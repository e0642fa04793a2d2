//! Composite device identifier parsing
//!
//! Implementations report their device as `"<hex device id>"` or
//! `"<hex device id>/<decimal adapter index>"`, e.g. `"46a6/0"`.

use once_cell::sync::Lazy;
use regex::Regex;
use serde::Serialize;

static DEVICE_ID_WITH_ADAPTER: Lazy<Regex> = Lazy::new(|| {
    Regex::new(r"^([0-9a-fA-F]+)/([0-9]+)$").expect("device id pattern is valid")
});

static DEVICE_ID_ONLY: Lazy<Regex> =
    Lazy::new(|| Regex::new(r"^[0-9a-fA-F]+$").expect("device id pattern is valid"));

/// Parsed device identifier.
#[derive(Debug, Clone, Copy, PartialEq, Eq, Hash, Serialize)]
pub struct DeviceId {
    /// PCI device id
    pub device_id: u32,
    /// Adapter index, `None` if the text did not carry one
    pub adapter_index: Option<u32>,
}

/// Parse a device identifier string.
///
/// Returns `None` if the text matches neither form or a number does not fit
/// in 32 bits.
///
/// ```rust
/// use mediadispatch_core::capabilities::parse_device_id;
///
/// let dev = parse_device_id("1A2B/2").unwrap();
/// assert_eq!(dev.device_id, 0x1A2B);
/// assert_eq!(dev.adapter_index, Some(2));
///
/// assert!(parse_device_id("xyz").is_none());
/// ```
pub fn parse_device_id(text: &str) -> Option<DeviceId> {
    if let Some(caps) = DEVICE_ID_WITH_ADAPTER.captures(text) {
        let device_id = u32::from_str_radix(&caps[1], 16).ok()?;
        let adapter_index = caps[2].parse::<u32>().ok()?;
        return Some(DeviceId {
            device_id,
            adapter_index: Some(adapter_index),
        });
    }

    if DEVICE_ID_ONLY.is_match(text) {
        let device_id = u32::from_str_radix(text, 16).ok()?;
        return Some(DeviceId {
            device_id,
            adapter_index: None,
        });
    }

    None
}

[Task to complete]: Your task is to give back every record exactly.

[Answer to the exercise]:
repository e0642fa04793a2d2
//! Composite device identifier parsing
//!
//! Implementations report their device as `"<hex device id>"` or
//! `"<hex device id>/<decimal adapter index>"`, e.g. `"46a6/0"`.

use once_cell::sync::Lazy;
use regex::Regex;
use serde::Serialize;

static DEVICE_ID_WITH_ADAPTER: Lazy<Regex> = Lazy::new(|| {
    Regex::new(r"^([0-9a-fA-F]+)/([0-9]+)$").expect("device id pattern is valid")
});

static DEVICE_ID_ONLY: Lazy<Regex> =
    Lazy::new(|| Regex::new(r"^[0-9a-fA-F]+$").expect("device id pattern is valid"));

/// Parsed device identifier.
#[derive(Debug, Clone, Copy, PartialEq, Eq, Hash, Serialize)]
pub struct DeviceId {
    /// PCI device id
    pub device_id: u32,
    /// Adapter index, `None` if the text did not carry one
    pub adapter_index: Option<u32>,
}

/// Parse a device identifier string.
///
/// Returns `None` if the text matches neither form or a number does not fit
/// in 32 bits.
///
/// ```rust
/// use mediadispatch_core::capabilities::parse_device_id;
///
/// let dev = parse_device_id("1A2B/2").unwrap();
/// assert_eq!(dev.device_id, 0x1A2B);
/// assert_eq!(dev.adapter_index, Some(2));
///
/// assert!(parse_device_id("xyz").is_none());
/// ```
pub fn parse_device_id(text: &str) -> Option<DeviceId> {
    if let Some(caps) = DEVICE_ID_WITH_ADAPTER.captures(text) {
        let device_id = u32::from_str_radix(&caps[1], 16).ok()?;
        let adapter_index = caps[2].parse::<u32>().ok()?;
        return Some(DeviceId {
            device_id,
            adapter_index: Some(adapter_index),
        });
    }

    if DEVICE_ID_ONLY.is_match(text) {
        let device_id = u32::from_str_radix(text, 16).ok()?;
        return Some(DeviceId {
            device_id,
            adapter_index: None,
        });
    }

    None
}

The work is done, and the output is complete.